Jon bebeu com os outros. Não saberia dizer se Alys Karstark encontraria alguma alegria no casamento, mas aquela noite, pelo menos, devia ser de celebração.
Os intendentes começaram a trazer o primeiro prato, um caldo de cebola a que bocados de cabra e cenoura davam sabor. Não era propriamente comida régia, mas era nutritiva; sabia suficientemente bem e aquecia a barriga. O Owen Idiota pegou na rabeca e vários dos membros do povo livre juntaram-se-lhe com flautas e tambores.

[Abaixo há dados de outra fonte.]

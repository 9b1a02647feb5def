//! Metric Card Component
//!
//! Displays a single occupancy stat with its day-over-day trend.

use leptos::*;

use crate::data::{OccupancyStat, Trend};

/// Occupancy stat card component
#[component]
pub fn MetricCard(stat: OccupancyStat) -> impl IntoView {
    let (arrow, color) = match stat.trend {
        Trend::Up => ("↑", "text-green-600"),
        Trend::Down => ("↓", "text-red-600"),
    };

    view! {
        <div class="bg-white rounded-xl p-5 border border-gray-200 shadow-sm">
            <h3 class="text-gray-500 text-sm">{stat.title}</h3>

            // Headline value
            <div class="text-3xl font-bold text-gray-800 mt-2">{stat.value}</div>

            // Trend indicator
            <div class=format!("flex items-center space-x-1 mt-2 text-sm {}", color)>
                <span>{arrow}</span>
                <span>{stat.change}</span>
            </div>
        </div>
    }
}
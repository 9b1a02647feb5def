//! Crowd Entries Page
//!
//! Paginated table of visit records. The page owns the current-page signal
//! and only ever stores values handed back by the pager, so the displayed
//! page index is valid by construction.

use leptos::*;

use crate::components::Pagination;
use crate::data::{self, CrowdEntry};
use crate::pager::Pager;
use crate::state::global::GlobalState;

/// Crowd entries page component
#[component]
pub fn CrowdEntries() -> impl IntoView {
    let state = use_context::<GlobalState>().expect("GlobalState not found");

    // ENTRIES_PER_PAGE is a nonzero constant, so construction cannot fail
    let pager = Pager::new(data::ENTRIES_PER_PAGE).expect("page size constant is nonzero");
    let entries = data::crowd_entries();
    let total_pages = pager.total_pages(entries.len());

    let (current_page, set_page) = create_signal(1usize);

    view! {
        <div class="space-y-6">
            // Page header with date display
            <div class="flex items-center justify-between">
                <h1 class="text-3xl font-bold text-gray-800">"Crowd Entries"</h1>
                <div class="flex items-center space-x-2 text-gray-600 bg-white border border-gray-200 rounded-lg px-4 py-2">
                    <span>"📅"</span>
                    <span>{move || state.selected_date.get()}</span>
                </div>
            </div>

            <div class="bg-white rounded-xl border border-gray-200 overflow-hidden">
                <table class="w-full text-left">
                    <thead class="bg-gray-50 text-gray-500 text-sm">
                        <tr>
                            <th class="px-6 py-3 font-medium">"Name"</th>
                            <th class="px-6 py-3 font-medium">"Sex"</th>
                            <th class="px-6 py-3 font-medium">"Entry"</th>
                            <th class="px-6 py-3 font-medium">"Exit"</th>
                            <th class="px-6 py-3 font-medium">"Dwell Time"</th>
                        </tr>
                    </thead>
                    <tbody>
                        {move || {
                            let page = pager.page_of(&entries, current_page.get() as i64);
                            page.records
                                .iter()
                                .cloned()
                                .map(|entry| view! { <EntryRow entry=entry /> })
                                .collect_view()
                        }}
                    </tbody>
                </table>

                <Pagination
                    pager=pager
                    total_pages=total_pages
                    current_page=current_page
                    set_page=set_page
                />
            </div>
        </div>
    }
}

/// Single table row for a visit record
#[component]
fn EntryRow(entry: CrowdEntry) -> impl IntoView {
    view! {
        <tr class="border-t border-gray-100 hover:bg-gray-50">
            <td class="px-6 py-3">
                <div class="flex items-center space-x-3">
                    <span class="text-xl">{entry.avatar}</span>
                    <span class="text-gray-800">{entry.name}</span>
                </div>
            </td>
            <td class="px-6 py-3 text-gray-600">{entry.sex.label()}</td>
            <td class="px-6 py-3 text-gray-600">{entry.entry}</td>
            <td class="px-6 py-3 text-gray-600">{entry.exit}</td>
            <td class="px-6 py-3 text-gray-600">{entry.dwell_time}</td>
        </tr>
    }
}
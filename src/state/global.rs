//! Global Application State
//!
//! Reactive state management using Leptos signals.

use leptos::*;

use crate::state::session::Session;

/// Global application state provided to all components
#[derive(Clone, Copy)]
pub struct GlobalState {
    /// Current session (login gate for the whole app)
    pub session: RwSignal<Session>,
    /// Label for the dashboard date selector
    pub selected_date: RwSignal<String>,
    /// Error message to display
    pub error: RwSignal<Option<String>>,
    /// Success message (for toasts)
    pub success: RwSignal<Option<String>>,
}

/// Provide global state to the component tree
pub fn provide_global_state() {
    provide_context(GlobalState::new());
}

impl GlobalState {
    /// Fresh state: unauthenticated, no pending messages
    pub fn new() -> Self {
        GlobalState {
            session: create_rw_signal(Session::Unauthenticated),
            selected_date: create_rw_signal("Today".to_string()),
            error: create_rw_signal(None),
            success: create_rw_signal(None),
        }
    }

    /// Sign in with mock credentials. Success clears any stale validation
    /// error and confirms through the success toast; failure reports through
    /// the error toast rather than panicking.
    pub fn login(&self, email: &str, password: &str) -> bool {
        match Session::login(email, password) {
            Some(session) => {
                let email = email.trim();
                web_sys::console::log_1(&format!("user logged in: {}", email).into());
                self.session.set(session);
                self.clear_error();
                self.show_success(&format!("Signed in as {}", email));
                true
            }
            None => {
                self.show_error("Enter a valid email and password");
                false
            }
        }
    }

    /// Clear the session and return to the login page
    pub fn logout(&self) {
        web_sys::console::log_1(&"user logged out".into());
        self.session.set(Session::Unauthenticated);
    }

    /// Show a success message (auto-clears after timeout)
    pub fn show_success(&self, message: &str) {
        self.success.set(Some(message.to_string()));

        let success_signal = self.success;
        gloo_timers::callback::Timeout::new(3000, move || {
            success_signal.set(None);
        })
        .forget();
    }

    /// Show an error message (auto-clears after timeout)
    pub fn show_error(&self, message: &str) {
        self.error.set(Some(message.to_string()));

        let error_signal = self.error;
        gloo_timers::callback::Timeout::new(5000, move || {
            error_signal.set(None);
        })
        .forget();
    }

    /// Clear error message
    pub fn clear_error(&self) {
        self.error.set(None);
    }

    /// Clear success message
    pub fn clear_success(&self) {
        self.success.set(None);
    }
}

impl Default for GlobalState {
    fn default() -> Self {
        Self::new()
    }
}
//! Pages
//!
//! Top-level page components for each route.

pub mod entries;
pub mod login;
pub mod overview;

pub use entries::CrowdEntries;
pub use login::Login;
pub use overview::Overview;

As mesmas flautas e tambores que tocaram para desencadear o ataque de Mance Rayder contra a Muralha. Jon achava que agora soavam melhor. Com o caldo vinham fatias de pão preto grosseiro, ainda quente do forno. Havia sal e manteiga nas mesas. Vê-lo deixou Jon melancólico. Estavam bem abastecidos de sal, dissera-lhe Bowen Marsh, mas a manteiga acabar-se-ia dentro de uma volta de lua.
Ao Velho Flint e ao Norrey tinham sido dados lugares de grande honra logo abaixo do estrado. Ambos os homens eram demasiado velhos para marcharem com Stannis; tinham enviado os filhos e os netos em seu lugar. Mas tinham sido bem rápidos a descer a Castelo Negro para o casamento. Cada um trouxera também uma ama-de-leite para a Muralha. A mulher Norrey tinha quarenta anos e os maiores seios que Jon vira na vida. A rapariga Flint tinha catorze e um peito liso como o de um rapaz, embora não lhe faltasse leite. Entre as duas, a criança a que Val chamava Monstro parecia estar a vicejar.